Testimony of Conversion

I grew up in Lima in the 1980s, the time of a civil war in Peru. It was a chaotic time when doing school homework with candles was normal life due to terrorism and weekly blackouts.
At the same time, there was chaos and destruction in my family. My parents’ marriage was broken and agonizing. My younger brother, sister, and I had lost hope that our parent’s long separations would not end in divorce. At the same time, we were involved in the Catholic church, and our parents never failed to take us to bow down and pray to Mary and the Catholic statues.

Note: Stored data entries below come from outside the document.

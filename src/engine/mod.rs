//! Engine Facade
//!
//! The entry point for application code. An [`Engine`] resolves the calling
//! thread's measurement hierarchy, keeps the registries of wrapped probes and
//! sinks, owns the timed scalar sampler and controls shutdown.
//!
//! # Example
//!
//! ```no_run
//! use std::sync::Arc;
//! use perftree::{Engine, EngineConfig};
//! use perftree::sink::LoggingDataSink;
//!
//! let engine = Engine::builder()
//!     .config(EngineConfig::default())
//!     .data_sink(Arc::new(LoggingDataSink::info_level()))
//!     .build()
//!     .unwrap();
//!
//! let users = engine.measure("load-users", |m| {
//!     m.add_parameter("tenant", "acme");
//!     vec!["alice", "bob"]
//! });
//! assert_eq!(users.len(), 2);
//! engine.shutdown();
//! ```

mod dispatcher;
pub mod global;

use std::collections::BTreeMap;
use std::rc::Rc;
use std::sync::atomic::{AtomicBool, AtomicU64, Ordering};
use std::sync::Arc;
use std::thread;
use std::time::Duration;

use arc_swap::ArcSwap;
use chrono::Utc;
use parking_lot::Mutex;
use serde::Serialize;
use tracing::{error, info};

use crate::config::{is_globally_disabled, EngineConfig};
use crate::data::{CorrelationId, EnvironmentData, HierarchicalDataRoot, ScalarDataPoint};
use crate::diagnostics::{Diagnostics, DiagnosticsSnapshot};
use crate::error::Result;
use crate::measure::context;
use crate::measure::hierarchy::{HierarchyListener, MeasurementHierarchy, SharedHierarchy, Started};
use crate::measure::{CollectingMeasurement, FinishGuard, SimpleMeasurement};
use crate::probe::{
    EnvironmentCollector, EnvironmentProbe, Mementos, ScalarProbe, ScalarResults,
};
use crate::robust::{
    BreakerSettings, BreakerState, CollaboratorKind, RobustDataSink, RobustEnvironmentProbe,
    RobustScalarProbe,
};
use crate::sampler::{SamplerHandle, TimedScalarSampler};
use crate::sink::DataSink;
use crate::timer::{SystemTimer, Timer};

use dispatcher::Dispatcher;

static NEXT_ENGINE_ID: AtomicU64 = AtomicU64::new(1);

/// Breaker state of one registered collaborator
#[derive(Debug, Clone, PartialEq, Eq, Serialize)]
pub struct CollaboratorStatus {
    pub kind: CollaboratorKind,
    pub name: String,
    pub state: BreakerState,
}

// =============================================================================
// Engine
// =============================================================================

pub struct Engine {
    id: u64,
    config: EngineConfig,
    timer: Arc<dyn Timer>,
    diagnostics: Arc<Diagnostics>,
    probe_settings: BreakerSettings,
    sink_settings: BreakerSettings,

    scalar_probes: ArcSwap<Vec<Arc<RobustScalarProbe>>>,
    environment_probes: ArcSwap<Vec<Arc<RobustEnvironmentProbe>>>,
    dispatcher: Arc<Dispatcher>,

    sampler: Arc<TimedScalarSampler>,
    sampler_handle: Mutex<Option<SamplerHandle>>,
    shut_down: AtomicBool,
}

impl Engine {
    /// Build an engine with `config`, no collaborators, and a running sampler
    pub fn new(config: EngineConfig) -> Result<Arc<Self>> {
        Self::builder().config(config).build()
    }

    pub fn builder() -> EngineBuilder {
        EngineBuilder::default()
    }

    pub fn config(&self) -> &EngineConfig {
        &self.config
    }

    pub fn is_shut_down(&self) -> bool {
        self.shut_down.load(Ordering::Acquire)
    }

    fn is_inactive(&self) -> bool {
        is_globally_disabled() || self.is_shut_down()
    }

    fn report(&self, message: &str) {
        self.diagnostics.protocol_errors.inc();
        error!(engine = self.id, "{}", message);
    }

    // =========================================================================
    // Hierarchy Resolution
    // =========================================================================

    /// The calling thread's hierarchy, created on demand. A hierarchy that
    /// holds too many unfinished measurements is killed and replaced.
    fn hierarchy_for_start(&self) -> Rc<SharedHierarchy> {
        if let Some(existing) = context::current(self.id) {
            let (saturated, open) = {
                let state = existing.state();
                (state.is_saturated(), state.open_count())
            };
            if !saturated {
                return existing;
            }

            self.diagnostics.leak_guard_trips.inc();
            error!(
                engine = self.id,
                open,
                max = self.config.max_open_measurements,
                "too many unfinished measurements on this thread - \
                 assuming a leak and discarding them"
            );
            existing.kill();
        }

        let listener: Arc<dyn HierarchyListener + Send + Sync> = self.dispatcher.clone();
        let hierarchy = SharedHierarchy::new(
            self.id,
            listener,
            MeasurementHierarchy::new(
                self.timer.clone(),
                self.diagnostics.clone(),
                self.config.max_open_measurements,
            ),
        );
        context::install(hierarchy.clone());
        hierarchy
    }

    // =========================================================================
    // Measurements
    // =========================================================================

    /// Start a serial measurement
    pub fn start(&self, identifier: &str) -> SimpleMeasurement {
        self.start_measurement(identifier, true)
    }

    /// Start a parallel measurement. It must be started inside a running
    /// serial measurement; at top level it is rejected and returned detached.
    pub fn start_parallel(&self, identifier: &str) -> SimpleMeasurement {
        self.start_measurement(identifier, false)
    }

    pub fn start_measurement(&self, identifier: &str, is_serial: bool) -> SimpleMeasurement {
        if self.is_inactive() {
            return SimpleMeasurement::detached(identifier, is_serial);
        }

        let hierarchy = self.hierarchy_for_start();
        let started = hierarchy.state().start_simple(identifier, is_serial);
        match started {
            Started::Attached {
                measurement,
                is_root,
            } => {
                if is_root {
                    hierarchy.notify_started(identifier);
                }
                SimpleMeasurement::attached(measurement, hierarchy)
            }
            Started::Rejected => {
                hierarchy.release_if_empty();
                SimpleMeasurement::detached(identifier, is_serial)
            }
        }
    }

    /// Start a serial collecting measurement
    pub fn start_collecting(&self, identifier: &str) -> CollectingMeasurement {
        self.start_collecting_measurement(identifier, true)
    }

    /// Start a collecting measurement. At top level its data is discarded.
    pub fn start_collecting_measurement(
        &self,
        identifier: &str,
        is_serial: bool,
    ) -> CollectingMeasurement {
        if self.is_inactive() {
            return CollectingMeasurement::disabled(identifier, is_serial);
        }

        let hierarchy = self.hierarchy_for_start();
        let started = hierarchy.state().start_collecting(identifier, is_serial);
        match started {
            Started::Attached { measurement, .. } => {
                CollectingMeasurement::attached(measurement, hierarchy)
            }
            Started::Rejected => {
                hierarchy.release_if_empty();
                CollectingMeasurement::disabled(identifier, is_serial)
            }
        }
    }

    /// Run `body` inside a serial measurement. The measurement is finished on
    /// every exit path; the body's result, including an `Err`, is returned
    /// unchanged and a panic keeps unwinding.
    pub fn measure<R>(&self, identifier: &str, body: impl FnOnce(&SimpleMeasurement) -> R) -> R {
        let measurement = self.start(identifier);
        let _guard = FinishGuard(&measurement);
        body(&measurement)
    }

    /// Whether the calling thread runs a measurement tree of this engine
    pub fn has_running_measurement(&self) -> bool {
        match context::current(self.id) {
            Some(hierarchy) => {
                let running = hierarchy.state().has_running_measurement();
                running
            }
            None => false,
        }
    }

    // =========================================================================
    // Flows
    // =========================================================================

    /// Mark the running tree as the origin of an asynchronous continuation
    pub fn start_flow(&self, flow: CorrelationId) {
        if self.is_inactive() {
            return;
        }
        match context::current(self.id) {
            Some(hierarchy) => hierarchy.state().start_flow(flow),
            None => self.report(
                "flow handling only while a measurement is running - ignoring 'start_flow'",
            ),
        }
    }

    /// Mark the running tree as a continuation of `flow`
    pub fn join_flow(&self, flow: CorrelationId) {
        if self.is_inactive() {
            return;
        }
        match context::current(self.id) {
            Some(hierarchy) => hierarchy.state().join_flow(flow),
            None => self.report(
                "flow handling only while a measurement is running - ignoring 'join_flow'",
            ),
        }
    }

    // =========================================================================
    // Registration
    // =========================================================================

    /// Register a probe for on-demand scalar measurements
    pub fn add_scalar_probe(&self, probe: Box<dyn ScalarProbe>) {
        let probe = Arc::new(RobustScalarProbe::new(probe, &self.probe_settings));
        info!(probe = %probe.name(), "Registered scalar probe");
        self.scalar_probes.rcu(|current| {
            let mut next = Vec::clone(current);
            next.push(probe.clone());
            next
        });
    }

    /// Register a probe sampled periodically by the background sampler
    pub fn add_timed_scalar_probe(&self, probe: Box<dyn ScalarProbe>) {
        let probe = Arc::new(RobustScalarProbe::new(probe, &self.probe_settings));
        info!(probe = %probe.name(), "Registered timed scalar probe");
        self.sampler.add_probe(probe);
    }

    pub fn add_environment_probe(&self, probe: Box<dyn EnvironmentProbe>) {
        let probe = Arc::new(RobustEnvironmentProbe::new(probe, &self.probe_settings));
        info!(probe = %probe.name(), "Registered environment probe");
        self.environment_probes.rcu(|current| {
            let mut next = Vec::clone(current);
            next.push(probe.clone());
            next
        });
    }

    pub fn add_data_sink(&self, sink: Arc<dyn DataSink>) {
        let sink = Arc::new(RobustDataSink::new(sink, &self.sink_settings));
        info!(sink = %sink.name(), "Registered data sink");
        self.dispatcher.add_sink(sink);
    }

    /// Breaker states of all registered collaborators
    pub fn collaborators(&self) -> Vec<CollaboratorStatus> {
        let mut result = Vec::new();
        for probe in self.scalar_probes.load().iter().chain(self.sampler.probes().iter()) {
            result.push(CollaboratorStatus {
                kind: CollaboratorKind::ScalarProbe,
                name: probe.name().to_string(),
                state: probe.state(),
            });
        }
        for probe in self.environment_probes.load().iter() {
            result.push(CollaboratorStatus {
                kind: CollaboratorKind::EnvironmentProbe,
                name: probe.name().to_string(),
                state: probe.state(),
            });
        }
        for sink in self.dispatcher.sinks().iter() {
            result.push(CollaboratorStatus {
                kind: CollaboratorKind::DataSink,
                name: sink.name().to_string(),
                state: sink.state(),
            });
        }
        result
    }

    // =========================================================================
    // Scalars and Environment
    // =========================================================================

    /// Sample all on-demand probes, averaging over the configured delay
    pub fn get_scalar_measurements(&self) -> BTreeMap<String, ScalarDataPoint> {
        self.get_scalar_measurements_with_delay(self.config.averaging_delay())
    }

    /// Call `prepare` on all probes, block for `delay`, then collect. The
    /// calling thread sleeps for the full delay.
    pub fn get_scalar_measurements_with_delay(
        &self,
        delay: Duration,
    ) -> BTreeMap<String, ScalarDataPoint> {
        if is_globally_disabled() {
            return BTreeMap::new();
        }

        let probes = self.scalar_probes.load_full();
        let mut mementos = Mementos::new();
        for probe in probes.iter() {
            probe.prepare(&mut mementos);
        }

        if !delay.is_zero() {
            thread::sleep(delay);
        }

        let timestamp_millis = Utc::now().timestamp_millis();
        let mut results = ScalarResults::new();
        for probe in probes.iter() {
            probe.contribute(&mut results, timestamp_millis, &mementos);
        }
        results
    }

    /// History of all periodically sampled metrics, oldest first
    pub fn timed_scalar_measurements(&self) -> BTreeMap<String, Vec<ScalarDataPoint>> {
        self.sampler.measurements()
    }

    /// Run one sampling cycle on the calling thread
    pub fn run_sampling_cycle(&self) {
        self.sampler.run_cycle();
    }

    pub fn environment_measurements(&self) -> Vec<EnvironmentData> {
        if is_globally_disabled() {
            return Vec::new();
        }
        let mut collector = EnvironmentCollector::new();
        for probe in self.environment_probes.load().iter() {
            probe.contribute(&mut collector);
        }
        collector.into_data()
    }

    // =========================================================================
    // Dispatch and Lifecycle
    // =========================================================================

    /// Hand an externally built tree to all sinks as if it had been measured
    pub fn inject_synthetic_measurement(&self, root: HierarchicalDataRoot) {
        if self.is_inactive() {
            return;
        }
        self.dispatcher.on_started(root.root_node().identifier());
        self.dispatcher.on_finished(root);
    }

    pub fn diagnostics(&self) -> DiagnosticsSnapshot {
        self.diagnostics.snapshot()
    }

    /// Stop the sampler and shut down every probe and sink. Later calls are
    /// no-ops; measurements started afterwards are inert.
    pub fn shutdown(&self) {
        if self.shut_down.swap(true, Ordering::AcqRel) {
            return;
        }
        info!(engine = self.id, "Shutting down instrumentation engine");

        if let Some(mut handle) = self.sampler_handle.lock().take() {
            handle.stop();
        }
        self.sampler.shutdown_probes();
        for probe in self.scalar_probes.load().iter() {
            probe.shutdown();
        }
        for probe in self.environment_probes.load().iter() {
            probe.shutdown();
        }
        for sink in self.dispatcher.sinks().iter() {
            sink.shutdown();
        }

        info!(engine = self.id, "Instrumentation engine shut down");
    }
}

Late one night I saw my mother awake and waiting angrily next to the window because my father was not yet at home. Suddenly my father came, and I knew another long night fight was coming; it was time to pretend I was sleeping. But surprisingly, there was no fighting but strange music at 3:00 am in the living room. It was my father playing Christian songs. He was sharing with my mother that after meeting Christian friends, he surrendered his life to God. He asked her forgiveness and told her that God was going to change everything. It was true, my father changed, but my family started to disrespect him and even more when he tried to share the Gospel with us. Later on, God saved my mother. It was strange for me to see that every morning when I opened their bedroom door to say goodbye, they were not fighting like before but on their knees praying to God. My family started going to church on Sundays. I didn’t want to go as I was a Catholic and I told my father always that I was ashamed of his faith; but my family stopped cooking lunch (the main meal in Peru) on Sundays, and the only option for me was to join them at church because afterward, all our family went to a nice restaurant.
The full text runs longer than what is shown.